Stored items →
★ ★ ★
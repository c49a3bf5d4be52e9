//! Credit costs and ledger rows.
//!
//! Cost model: a video scene that submits an AI generation (`prompt_video`)
//! costs 5 credits; every other scene costs 1. Debits happen after a
//! successful final upload; refunds after any failure. Both are best-effort
//! and never change a task's terminal state.

use chrono::{DateTime, Utc};
use serde::{Deserialize, Serialize};

use crate::spec::{Scene, SceneKind, VideoSpec};
use crate::task::TaskId;

/// Cost of an AI video generation scene.
pub const AI_VIDEO_SCENE_COST: u32 = 5;

/// Cost of any other scene.
pub const BASE_SCENE_COST: u32 = 1;

/// Credit cost of a single scene.
pub fn scene_cost(scene: &Scene) -> u32 {
    match scene.kind {
        SceneKind::Video if scene.prompt_video.is_some() => AI_VIDEO_SCENE_COST,
        _ => BASE_SCENE_COST,
    }
}

/// Total credit cost of a task payload.
pub fn task_cost(spec: &VideoSpec) -> u32 {
    spec.scenes.iter().map(scene_cost).sum()
}

/// An append-only credit ledger row. Never mutated after creation.
#[derive(Debug, Clone, Serialize, Deserialize)]
pub struct CreditEntry {
    pub user_key: String,
    /// Negative for debits, positive for refunds
    pub delta: i64,
    pub reason: String,
    pub task_id: TaskId,
    pub timestamp: DateTime<Utc>,
}

impl CreditEntry {
    pub fn debit(user_key: impl Into<String>, amount: u32, task_id: TaskId) -> Self {
        Self {
            user_key: user_key.into(),
            delta: -(amount as i64),
            reason: "task_finished".to_string(),
            task_id,
            timestamp: Utc::now(),
        }
    }

    pub fn refund(user_key: impl Into<String>, amount: u32, task_id: TaskId) -> Self {
        Self {
            user_key: user_key.into(),
            delta: amount as i64,
            reason: "task_failed_refund".to_string(),
            task_id,
            timestamp: Utc::now(),
        }
    }
}

#[cfg(test)]
mod tests {
    use super::*;

    fn spec(scenes: serde_json::Value) -> VideoSpec {
        serde_json::from_value(serde_json::json!({
            "scenes": scenes,
            "output_filename": "out.mp4"
        }))
        .unwrap()
    }

    #[test]
    fn test_scene_costs() {
        let spec = spec(serde_json::json!([
            {"type": "image", "image_url": "https://e.com/a.png", "duration": 5},
            {"type": "image", "prompt_image": "a cat", "duration": 5},
            {"type": "video", "video_url": "https://e.com/v.mp4", "duration": 5},
            {"type": "video", "prompt_video": "waves", "video_provider": "lumaai", "duration": 5}
        ]));

        let costs: Vec<u32> = spec.scenes.iter().map(scene_cost).collect();
        assert_eq!(costs, vec![1, 1, 1, 5]);
        assert_eq!(task_cost(&spec), 8);
    }

    #[test]
    fn test_ledger_rows() {
        let id = TaskId::from_string("t1");
        let debit = CreditEntry::debit("user", 8, id.clone());
        assert_eq!(debit.delta, -8);

        let refund = CreditEntry::refund("user", 8, id);
        assert_eq!(refund.delta, 8);
    }
}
★ ★ ★
Output every record exactly as written, with nothing dropped.

Output for this task →
repository c49a3bf5d4be52e9
//! Credit costs and ledger rows.
//!
//! Cost model: a video scene that submits an AI generation (`prompt_video`)
//! costs 5 credits; every other scene costs 1. Debits happen after a
//! successful final upload; refunds after any failure. Both are best-effort
//! and never change a task's terminal state.

use chrono::{DateTime, Utc};
use serde::{Deserialize, Serialize};

use crate::spec::{Scene, SceneKind, VideoSpec};
use crate::task::TaskId;

/// Cost of an AI video generation scene.
pub const AI_VIDEO_SCENE_COST: u32 = 5;

/// Cost of any other scene.
pub const BASE_SCENE_COST: u32 = 1;

/// Credit cost of a single scene.
pub fn scene_cost(scene: &Scene) -> u32 {
    match scene.kind {
        SceneKind::Video if scene.prompt_video.is_some() => AI_VIDEO_SCENE_COST,
        _ => BASE_SCENE_COST,
    }
}

/// Total credit cost of a task payload.
pub fn task_cost(spec: &VideoSpec) -> u32 {
    spec.scenes.iter().map(scene_cost).sum()
}

/// An append-only credit ledger row. Never mutated after creation.
#[derive(Debug, Clone, Serialize, Deserialize)]
pub struct CreditEntry {
    pub user_key: String,
    /// Negative for debits, positive for refunds
    pub delta: i64,
    pub reason: String,
    pub task_id: TaskId,
    pub timestamp: DateTime<Utc>,
}

impl CreditEntry {
    pub fn debit(user_key: impl Into<String>, amount: u32, task_id: TaskId) -> Self {
        Self {
            user_key: user_key.into(),
            delta: -(amount as i64),
            reason: "task_finished".to_string(),
            task_id,
            timestamp: Utc::now(),
        }
    }

    pub fn refund(user_key: impl Into<String>, amount: u32, task_id: TaskId) -> Self {
        Self {
            user_key: user_key.into(),
            delta: amount as i64,
            reason: "task_failed_refund".to_string(),
            task_id,
            timestamp: Utc::now(),
        }
    }
}

#[cfg(test)]
mod tests {
    use super::*;

    fn spec(scenes: serde_json::Value) -> VideoSpec {
        serde_json::from_value(serde_json::json!({
            "scenes": scenes,
            "output_filename": "out.mp4"
        }))
        .unwrap()
    }

    #[test]
    fn test_scene_costs() {
        let spec = spec(serde_json::json!([
            {"type": "image", "image_url": "https://e.com/a.png", "duration": 5},
            {"type": "image", "prompt_image": "a cat", "duration": 5},
            {"type": "video", "video_url": "https://e.com/v.mp4", "duration": 5},
            {"type": "video", "prompt_video": "waves", "video_provider": "lumaai", "duration": 5}
        ]));

        let costs: Vec<u32> = spec.scenes.iter().map(scene_cost).collect();
        assert_eq!(costs, vec![1, 1, 1, 5]);
        assert_eq!(task_cost(&spec), 8);
    }

    #[test]
    fn test_ledger_rows() {
        let id = TaskId::from_string("t1");
        let debit = CreditEntry::debit("user", 8, id.clone());
        assert_eq!(debit.delta, -8);

        let refund = CreditEntry::refund("user", 8, id);
        assert_eq!(refund.delta, 8);
    }
}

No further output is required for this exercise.